Goal of the exercise: Where a line of the data holds the word "only", copy that line.
________________
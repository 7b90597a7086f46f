// Copyright 2025 the Canopy Authors
// SPDX-License-Identifier: Apache-2.0 OR MIT

//! Property tests for pointer location and button bookkeeping.

use canopy_pointer::{
    LocationFlags, PanelBounds, PanelId, PointerContext, PointerInputState, pointer_id,
};
use kurbo::{Point, Rect};
use proptest::prelude::*;

struct Panel(Rect);

impl PanelBounds for Panel {
    fn panel_id(&self) -> PanelId {
        PanelId::new(1)
    }

    fn root_layout(&self) -> Rect {
        self.0
    }
}

fn context_strategy() -> impl Strategy<Value = PointerContext> {
    prop_oneof![Just(PointerContext::Editor), Just(PointerContext::Player)]
}

#[derive(Debug, Clone)]
enum ButtonOp {
    Press(u32),
    Release(u32),
    ReleaseAll,
}

fn button_op_strategy() -> impl Strategy<Value = ButtonOp> {
    prop_oneof![
        (0_u32..32).prop_map(ButtonOp::Press),
        (0_u32..32).prop_map(ButtonOp::Release),
        Just(ButtonOp::ReleaseAll),
    ]
}

proptest! {
    #[test]
    fn saved_position_round_trips(
        id in 0..pointer_id::MAX_POINTERS,
        x in -500.0_f64..500.0,
        y in -500.0_f64..500.0,
        with_panel in any::<bool>(),
        context in context_strategy(),
    ) {
        let panel = Panel(Rect::new(0.0, 0.0, 100.0, 80.0));
        let mut state = PointerInputState::new();
        let position = Point::new(x, y);
        let bounds: Option<&dyn PanelBounds> = if with_panel { Some(&panel) } else { None };
        state.save_pointer_position(id, position, bounds, context);

        prop_assert_eq!(state.pointer_position(id, context), position);
        let outside = !with_panel || !panel.0.contains(position);
        prop_assert_eq!(
            state.has_location_flag(id, context, LocationFlags::OUTSIDE_PANEL),
            outside
        );
    }

    #[test]
    fn button_mask_tracks_history(
        id in 0..pointer_id::MAX_POINTERS,
        ops in proptest::collection::vec(button_op_strategy(), 0..64),
    ) {
        let mut state = PointerInputState::new();
        let mut expected = 0_u32;
        for op in &ops {
            match *op {
                ButtonOp::Press(b) => {
                    state.press_button(id, b);
                    expected |= 1 << b;
                }
                ButtonOp::Release(b) => {
                    state.release_button(id, b);
                    expected &= !(1 << b);
                }
                ButtonOp::ReleaseAll => {
                    state.release_all_buttons(id);
                    expected = 0;
                }
            }
            prop_assert_eq!(state.pressed_buttons(id), expected);
        }
        for except in 0_u32..32 {
            prop_assert_eq!(
                state.has_additional_pressed_buttons(id, except),
                expected & !(1 << except) != 0
            );
        }
    }
}
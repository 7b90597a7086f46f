// Copyright 2025 the Canopy Authors
// SPDX-License-Identifier: Apache-2.0 OR MIT

//! Element hierarchy, panels and listener registration.
//!
//! [`ElementTree`] is the host side of dispatch: it knows which element is a
//! child of which, which panel each element is attached to, and which listeners
//! each element has. Layout, picking and rendering live elsewhere; the only
//! geometry kept here is each panel's root layout rectangle.
//!
//! ## Lifecycle
//!
//! - [`ElementTree::create_panel`] creates a panel together with its root element.
//! - [`ElementTree::insert`] / [`ElementTree::append`] attach elements under a parent
//!   and adopt the parent's panel.
//! - [`ElementTree::detach`] / [`ElementTree::remove`] take a subtree off its panel.
//!
//! Whenever a subtree changes panel, each of its elements first receives
//! [`EventKind::DetachFromPanel`] (if it had a panel) and then
//! [`EventKind::AttachToPanel`] (if it got one). Listeners registered with
//! [`ListenerScope::Attached`] only run while their element is attached.
//!
//! ```
//! use canopy_responder::event::{Event, EventKind};
//! use canopy_responder::tree::ElementTree;
//! use canopy_responder::types::{ListenerPhase, ListenerScope};
//! use kurbo::Rect;
//! use std::{cell::Cell, rc::Rc};
//!
//! let mut tree = ElementTree::new();
//! let panel = tree.create_panel(Rect::new(0.0, 0.0, 100.0, 100.0));
//! let root = tree.panel(panel).unwrap().root();
//! let child = tree.insert(root).unwrap();
//!
//! let detached = Rc::new(Cell::new(false));
//! let seen = detached.clone();
//! tree.register(child, EventKind::DetachFromPanel, ListenerPhase::BubbleUp, ListenerScope::Permanent,
//!     move |_e: &mut Event| seen.set(true)).unwrap();
//!
//! tree.detach(child).unwrap();
//! assert!(detached.get());
//! assert_eq!(tree.panel_of(child), None);
//! ```

use alloc::boxed::Box;
use alloc::rc::Rc;
use alloc::vec;
use alloc::vec::Vec;
use core::cell::RefCell;
use core::fmt;

use canopy_pointer::{PanelBounds, PanelId};
use kurbo::Rect;
use smallvec::SmallVec;

use crate::error::DispatchError;
use crate::event::{Event, EventFlags, EventKind};
use crate::strategy::EventInterceptor;
use crate::types::{ElementId, ListenerId, ListenerPhase, ListenerScope, Phase};

type Callback = Rc<RefCell<dyn FnMut(&mut Event)>>;

struct Listener {
    id: ListenerId,
    kind: EventKind,
    phase: ListenerPhase,
    scope: ListenerScope,
    callback: Callback,
}

impl fmt::Debug for Listener {
    fn fmt(&self, f: &mut fmt::Formatter<'_>) -> fmt::Result {
        f.debug_struct("Listener")
            .field("id", &self.id)
            .field("kind", &self.kind)
            .field("phase", &self.phase)
            .field("scope", &self.scope)
            .finish_non_exhaustive()
    }
}

#[derive(Debug)]
struct ElementData {
    parent: Option<ElementId>,
    children: Vec<ElementId>,
    panel: Option<PanelId>,
    listeners: Vec<Listener>,
}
________________
Result below:
//! each element has. Layout, picking and rendering live elsewhere; the only
//! [`ListenerScope::Attached`] only run while their element is attached.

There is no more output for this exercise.